• About this task: Where a line of the entries holds the string "first", copy that line.

• Data for analysis:
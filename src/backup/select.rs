//! Enumeration of previously written backup artifacts.

use crate::backup::writer::BackupFormat;
use crate::Result;
use std::fs;
use std::path::{Path, PathBuf};

/// Metadata for one existing backup file.
#[derive(Debug, Clone, PartialEq, Eq)]
pub struct BackupEntry {
    pub path: PathBuf,
    pub file_name: String,
    pub size: u64,
    pub format: BackupFormat,
}

/// List backup artifacts under `root`, newest first.
///
/// Only files with the two artifact extensions are considered; anything else
/// is ignored. Because artifact names embed a lexicographically sortable
/// timestamp, sorting file names descending yields newest-first. A missing
/// directory is "nothing to upload", not an error.
pub fn list_backups(root: &Path) -> Result<Vec<BackupEntry>> {
    if !root.is_dir() {
        return Ok(Vec::new());
    }

    let mut entries = Vec::new();
    for entry in fs::read_dir(root)? {
        let entry = entry?;
        let path = entry.path();
        if !path.is_file() {
            continue;
        }
        let Some(format) = path
            .extension()
            .and_then(|e| e.to_str())
            .and_then(BackupFormat::from_extension)
        else {
            continue;
        };

        entries.push(BackupEntry {
            file_name: entry.file_name().to_string_lossy().into_owned(),
            size: entry.metadata()?.len(),
            format,
            path,
        });
    }

    entries.sort_by(|a, b| b.file_name.cmp(&a.file_name));
    Ok(entries)
}
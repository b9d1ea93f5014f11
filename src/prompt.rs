//! Interactive decisions, injected into the pipeline as a trait so the
//! control flow runs deterministically in tests without any console I/O.

use crate::backup::select::BackupEntry;
use crate::backup::writer::BackupFormat;
use crate::storage::Space;
use crate::utils::errors::BackupError;
use crate::utils::format::format_size;
use crate::Result;
use dialoguer::{theme::ColorfulTheme, Confirm, Input, Select};

/// Outcome of the space selection prompt.
#[derive(Debug, Clone, PartialEq, Eq)]
pub enum SpaceChoice {
    /// Index into the listed spaces.
    Existing(usize),
    /// Create a new space; the name is asked for separately.
    New,
}

/// Decision callbacks for the backup and upload flows. Cancelling a prompt
/// yields [`BackupError::Aborted`], which unwinds the flow without touching
/// already-written artifacts.
pub trait Prompter: Send + Sync {
    fn choose_format(&self, default: BackupFormat) -> Result<BackupFormat>;

    fn confirm_upload(&self) -> Result<bool>;

    fn choose_space(&self, spaces: &[Space]) -> Result<SpaceChoice>;

    fn space_name(&self) -> Result<String>;

    /// Pick one of the listed backups, or `None` to skip.
    fn choose_backup(&self, entries: &[BackupEntry]) -> Result<Option<usize>>;
}

/// Dialoguer-backed prompter for the CLI.
pub struct ConsolePrompter;

fn prompt_err(e: dialoguer::Error) -> BackupError {
    match e {
        dialoguer::Error::IO(io) => BackupError::Io(io),
    }
}

impl Prompter for ConsolePrompter {
    fn choose_format(&self, default: BackupFormat) -> Result<BackupFormat> {
        let formats = [BackupFormat::Car, BackupFormat::Json];
        let default_idx = formats.iter().position(|f| *f == default).unwrap_or(0);
        let idx = Select::with_theme(&ColorfulTheme::default())
            .with_prompt("How do you want this data stored?")
            .items(&formats)
            .default(default_idx)
            .interact_opt()
            .map_err(prompt_err)?
            .ok_or(BackupError::Aborted)?;
        Ok(formats[idx])
    }

    fn confirm_upload(&self) -> Result<bool> {
        Confirm::with_theme(&ColorfulTheme::default())
            .with_prompt("Do you want to upload your backup to Storacha?")
            .default(true)
            .interact_opt()
            .map_err(prompt_err)?
            .ok_or(BackupError::Aborted)
    }

    fn choose_space(&self, spaces: &[Space]) -> Result<SpaceChoice> {
        let mut items: Vec<String> = spaces.iter().map(|s| s.label()).collect();
        items.push("Create a new space".to_string());

        let idx = Select::with_theme(&ColorfulTheme::default())
            .with_prompt("Select a space or create a new one")
            .items(&items)
            .default(0)
            .interact_opt()
            .map_err(prompt_err)?
            .ok_or(BackupError::Aborted)?;

        if idx == spaces.len() {
            Ok(SpaceChoice::New)
        } else {
            Ok(SpaceChoice::Existing(idx))
        }
    }

    fn space_name(&self) -> Result<String> {
        Input::with_theme(&ColorfulTheme::default())
            .with_prompt("Enter a name for your storage space")
            .validate_with(|input: &String| {
                if input.trim().is_empty() {
                    Err("Space name cannot be blank")
                } else {
                    Ok(())
                }
            })
            .interact_text()
            .map_err(prompt_err)
    }

    fn choose_backup(&self, entries: &[BackupEntry]) -> Result<Option<usize>> {
        let items: Vec<String> = entries
            .iter()
            .map(|e| format!("{} ({})", e.file_name, format_size(e.size)))
            .collect();

        Select::with_theme(&ColorfulTheme::default())
            .with_prompt("Select a backup file to upload")
            .items(&items)
            .default(0)
            .interact_opt()
            .map_err(prompt_err)
    }
}
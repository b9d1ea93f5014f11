//! Human-readable size formatting for console output.

/// Format a byte count for display (B, KiB, MB)
pub fn format_size(bytes: u64) -> String {
    if bytes < 1024 {
        format!("{bytes}B")
    } else if bytes < 1024 * 1024 {
        format!("{:.1}KiB", bytes as f64 / 1024.0)
    } else {
        format!("{:.1}MB", bytes as f64 / (1024.0 * 1024.0))
    }
}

• Result of this exercise:
/// List backup artifacts under `root`, newest first.
/// timestamp, sorting file names descending yields newest-first. A missing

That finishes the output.